Mon éditeur historique Jean-Pierre Sicre, fondateur de la maison Phébus, m’avait taxée, sur la 4e de couverture d’un recueil de nouvelles nommé Inconvenances, de « petite sœur indigne » du regretté Topor. Fidèle à cette appréciation assumée, je me suis donc plongée avec un double ravissement dans l’objet du délit : Brad, paru chez XO Éditions.
Nul besoin d’être fan de Brad Pitt pour se délecter du très beau livre que nous offre Frédéric Mitterrand. Il suffit d’aimer – les mots, la poésie, le cinéma, les instants sauvés de la basse condition humaine ; d’aimer apprendre, goûter à la culture d’un auteur qui nous enrichit l’air de rien, sans s’en vanter ni trop en faire. Dès les premières pages, j’ai retrouvé cette émotion si singulière, partagée au cinéma avec une des ex-femmes-de-ma-vie, qui traverse l’inégalé Lettres d’amour en Somalie[2]. Cette œuvre a essoré puis ressuscité mon cœur ; ma peau s’y est froissée puis retissée. Ce que j’ai ressenti relève de ce qui se tait – parce que c’est cela, l’art. C’est celui qui vous cloue le bec. C’est celui qui vous invente sans vous façonner.
Me glissant dans les pages de Brad, j’ai été saisie du même enchantement. Frédéric Mitterrand, dont la culture est une gourmandise à rouler en bouche jusqu’à l’orgasme, nous embarque dans le parcours de Brad Pitt avec une tendresse, une intelligence et un sens de l’humour devenus un or rare.
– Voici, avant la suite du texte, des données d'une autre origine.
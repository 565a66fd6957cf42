use chrono::NaiveDate;
use serde::{Deserialize, Serialize};

use crate::analysis::CommunityDiagnostic;
use crate::catalog::{self, InterventionTemplate};
use crate::models::{InterventionPlanRecord, PlanWindow};
use crate::schedule::{self, BudgetEstimator, ScheduledIntervention};
use crate::session::Session;

pub const ADOPTED_STATUS: &str = "Planificada";

#[derive(Debug, Clone, Serialize, Deserialize)]
pub struct Recommendations {
    #[serde(rename = "diagnostico")]
    pub diagnostic: CommunityDiagnostic,
    #[serde(rename = "sugerencias")]
    pub suggestions: Vec<InterventionTemplate>,
    #[serde(rename = "cronograma")]
    pub schedule: Vec<ScheduledIntervention>,
}

pub fn personalized_recommendations(
    session: &Session,
    today: NaiveDate,
    budget: &mut impl BudgetEstimator,
) -> Recommendations {
    let diagnostic = session.diagnose();
    let suggestions = catalog::suggest_interventions(&diagnostic);
    let schedule = schedule::generate_schedule(&suggestions, today, budget);

    Recommendations {
        diagnostic,
        suggestions,
        schedule,
    }
}

impl From<&ScheduledIntervention> for InterventionPlanRecord {
    fn from(item: &ScheduledIntervention) -> Self {
        InterventionPlanRecord {
            name: item.name.clone(),
            kind: item.kind,
            objective: item.objective.clone(),
            target_population: item.population.clone(),
            activities: item.activities.clone(),
            responsible: item.responsible.clone(),
            resources: item.resources.clone(),
            budget: item.budget,
            window: PlanWindow {
                start: item.start,
                end: item.end,
                frequency: item.frequency.clone(),
            },
            indicators: item.indicators.clone(),
            status: ADOPTED_STATUS.to_string(),
        }
    }
}

/// Appends every scheduled item to the session's intervention plan.
pub fn adopt_schedule(session: &mut Session, schedule: &[ScheduledIntervention]) -> usize {
    for item in schedule {
        session.add_plan_activity(item.into());
    }
    tracing::info!(adopted = schedule.len(), "schedule adopted into plan");
    schedule.len()
}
Il y a là quelque magie – ou sorcellerie – qui nous soulève, nous déplace, nous dépose, nous reprend – et soudain, une petite pique, une délicieuse litote, un clin d’œil, une révélation : ah ! ces indiscrétions à croquer dont jaillit quelque liqueur aigre-douce, j’en redemande ! De film en film, nous changeons de salle, et grâce à cette écriture qui est elle-même une sorte de présence cinématographique, nous voyons ou revoyons les œuvres, cachés derrière la plume de Frédéric Mitterrand. On entendrait presque les voisins faire « Chut ! » au cinéma – arrêtez donc de manger des pop-corn et écoutez battre les phrases, c’est un hymne à l’émotion.
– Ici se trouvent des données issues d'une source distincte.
use std::collections::{BTreeMap, BTreeSet};

use anyhow::Context;
use chrono::NaiveDate;

use crate::models::{
    CareAccess, ChronicCondition, Education, HeadOfHousehold, HealthProfile, Housing, InstitutionRecord,
    Overcrowding, SectorRecord, SocialParticipation, SupportNetwork, TeamInfo, TeamRecord,
    Vulnerability,
};
use crate::session::{FamilyForm, Session};

fn services(available: &[&str]) -> BTreeMap<String, bool> {
    [
        "agua_potable",
        "electricidad",
        "alcantarillado",
        "transporte",
        "escuela",
        "cesfam",
        "organizaciones",
        "areas_verdes",
    ]
    .into_iter()
    .map(|service| (service.to_string(), available.contains(&service)))
    .collect()
}

fn strings(items: &[&str]) -> Vec<String> {
    items.iter().map(|item| item.to_string()).collect()
}

fn date(year: i32, month: u32, day: u32) -> anyhow::Result<NaiveDate> {
    NaiveDate::from_ymd_opt(year, month, day).context("invalid date")
}

/// Loads the classroom demonstration data into the session.
pub fn seed(session: &mut Session) -> anyhow::Result<()> {
    let sectors = vec![
        (
            "Sector Norte",
            1200,
            300,
            "Urbano",
            Vulnerability::High,
            services(&[
                "agua_potable",
                "electricidad",
                "alcantarillado",
                "transporte",
                "escuela",
                "organizaciones",
            ]),
            &["Hacinamiento", "Inseguridad", "Desempleo", "Obesidad"][..],
            &["Junta de vecinos activa", "Club deportivo"][..],
        ),
        (
            "Sector Centro",
            800,
            200,
            "Urbano",
            Vulnerability::Medium,
            services(&[
                "agua_potable",
                "electricidad",
                "alcantarillado",
                "transporte",
                "escuela",
                "cesfam",
                "organizaciones",
                "areas_verdes",
            ]),
            &["Diabetes", "Hipertensión", "Adultos mayores"][..],
            &["Centro de madres"][..],
        ),
        (
            "Sector Sur",
            1500,
            375,
            "Rural",
            Vulnerability::Critical,
            services(&["electricidad", "escuela", "areas_verdes"]),
            &[
                "Falta de servicios básicos",
                "Embarazo adolescente",
                "Violencia intrafamiliar",
            ][..],
            &[][..],
        ),
    ];

    for (name, population, family_count, territory, vulnerability, services, problems, traits) in
        sectors
    {
        session.add_sector(SectorRecord {
            name: name.to_string(),
            population,
            family_count,
            territory: territory.to_string(),
            vulnerability,
            services,
            problems: strings(problems),
            characteristics: strings(traits),
        });
    }

    let teams = vec![
        ("Sector Norte", [1, 2, 4, 1, 1], "Dra. María González", "Presencial"),
        ("Sector Centro", [1, 1, 2, 1, 0], "Enf. Carlos Rodríguez", "Híbrido"),
        ("Sector Sur", [1, 2, 3, 1, 1], "Dr. Juan Pérez", "Presencial"),
    ];

    for (sector, counts, leader, modality) in teams {
        let composition = ["medicos", "enfermeras", "tens", "matronas", "psicologos"]
            .into_iter()
            .map(str::to_string)
            .zip(counts)
            .collect();
        session.add_team(TeamRecord {
            sector: sector.to_string(),
            composition,
            info: TeamInfo {
                leader: leader.to_string(),
                modality: modality.to_string(),
            },
        });
    }

    let families = vec![
        FamilyForm {
            sector: "Sector Norte".to_string(),
            surname: "González".to_string(),
            members: 5,
            head: HeadOfHousehold {
                name: "Roberto González".to_string(),
                age: 45,
                occupation: "Empleado".to_string(),
            },
            housing: Housing {
                kind: "Casa".to_string(),
                overcrowding: Overcrowding::High,
                support_network: SupportNetwork::Weak,
                social_participation: SocialParticipation::Low,
                care_access: CareAccess::Difficult,
            },
            health: HealthProfile {
                chronic_conditions: BTreeSet::from([
                    ChronicCondition::Diabetes,
                    ChronicCondition::Hypertension,
                ]),
                domestic_violence: true,
                ..HealthProfile::default()
            },
            education: None,
            observations: "Familia en situación de vulnerabilidad, requiere intervención prioritaria"
                .to_string(),
            registered_on: date(2024, 1, 15)?,
            registered_by: "TENS Ana Martínez".to_string(),
        },
        FamilyForm {
            sector: "Sector Norte".to_string(),
            surname: "Silva".to_string(),
            members: 3,
            head: HeadOfHousehold {
                name: "Carmen Silva".to_string(),
                age: 38,
                occupation: "Dueña de casa".to_string(),
            },
            housing: Housing {
                kind: "Departamento".to_string(),
                overcrowding: Overcrowding::Medium,
                support_network: SupportNetwork::Regular,
                social_participation: SocialParticipation::High,
                care_access: CareAccess::Easy,
            },
            health: HealthProfile {
                chronic_conditions: BTreeSet::from([ChronicCondition::Obesity]),
                ..HealthProfile::default()
            },
            education: None,
            observations: "Familia estable, requiere educación en hábitos saludables".to_string(),
            registered_on: date(2024, 1, 15)?,
            registered_by: "TENS Ana Martínez".to_string(),
        },
        FamilyForm {
            sector: "Sector Centro".to_string(),
            surname: "Rodríguez".to_string(),
            members: 4,
            head: HeadOfHousehold {
                name: "Luis Rodríguez".to_string(),
                age: 52,
                occupation: "Jubilado".to_string(),
            },
            housing: Housing {
                kind: "Casa".to_string(),
                overcrowding: Overcrowding::Low,
                support_network: SupportNetwork::Strong,
                social_participation: SocialParticipation::High,
                care_access: CareAccess::Easy,
            },
            health: HealthProfile {
                chronic_conditions: BTreeSet::from([
                    ChronicCondition::Hypertension,
                    ChronicCondition::Arthritis,
                ]),
                elder_present: true,
                ..HealthProfile::default()
            },
            education: None,
            observations: "Adulto mayor con buen apoyo familiar".to_string(),
            registered_on: date(2024, 1, 16)?,
            registered_by: "Enf. Carlos Rodríguez".to_string(),
        },
        FamilyForm {
            sector: "Sector Sur".to_string(),
            surname: "Mendoza".to_string(),
            members: 6,
            head: HeadOfHousehold {
                name: "Patricia Mendoza".to_string(),
                age: 35,
                occupation: "Desempleado".to_string(),
            },
            housing: Housing {
                kind: "Mediagua".to_string(),
                overcrowding: Overcrowding::High,
                support_network: SupportNetwork::Weak,
                social_participation: SocialParticipation::Null,
                care_access: CareAccess::Difficult,
            },
            health: HealthProfile {
                adolescent_pregnancy: true,
                domestic_violence: true,
                substance_use: true,
                unemployment: true,
                ..HealthProfile::default()
            },
            education: Some(Education {
                low_schooling: true,
            }),
            observations: "Familia en situación crítica, requiere intervención multisectorial"
                .to_string(),
            registered_on: date(2024, 1, 17)?,
            registered_by: "TENS Pedro López".to_string(),
        },
    ];

    for form in families {
        session.register_family(form)?;
    }

    let institutions = vec![
        (
            "Escuela Básica San José",
            "Educación",
            &["Sector Norte", "Sector Centro"][..],
        ),
        (
            "Municipalidad de San Pedro",
            "Municipalidad",
            &["Sector Norte", "Sector Centro", "Sector Sur"][..],
        ),
        (
            "Centro de Salud Familiar (CESFAM)",
            "Salud",
            &["Sector Centro"][..],
        ),
    ];

    for (name, kind, sectors) in institutions {
        session.add_institution(InstitutionRecord {
            name: name.to_string(),
            kind: kind.to_string(),
            sectors: strings(sectors),
        });
    }

    tracing::info!(
        sectors = session.sectors.len(),
        families = session.families.len(),
        institutions = session.institutions.len(),
        "seed data loaded"
    );
    Ok(())
}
Frédéric Mitterrand qui, au moment où je rédige ces lignes, lutte contre la maladie, est un de ces écrivains dont chaque page est une sorte de radeau sans capitaine où nous sommes libres de grimper ou pas, sans connaître la destination ou le but. Frédéric Mitterrand n’est pas dans le « faire » et encore moins dans la quête d’un résultat. Il part sans bagage – et vogue la littérature jusqu’aux grandes chutes, où peut-être un jour nous renaîtrons.
Martine Roffinella
Écrivaine-photographe ; prête-plume.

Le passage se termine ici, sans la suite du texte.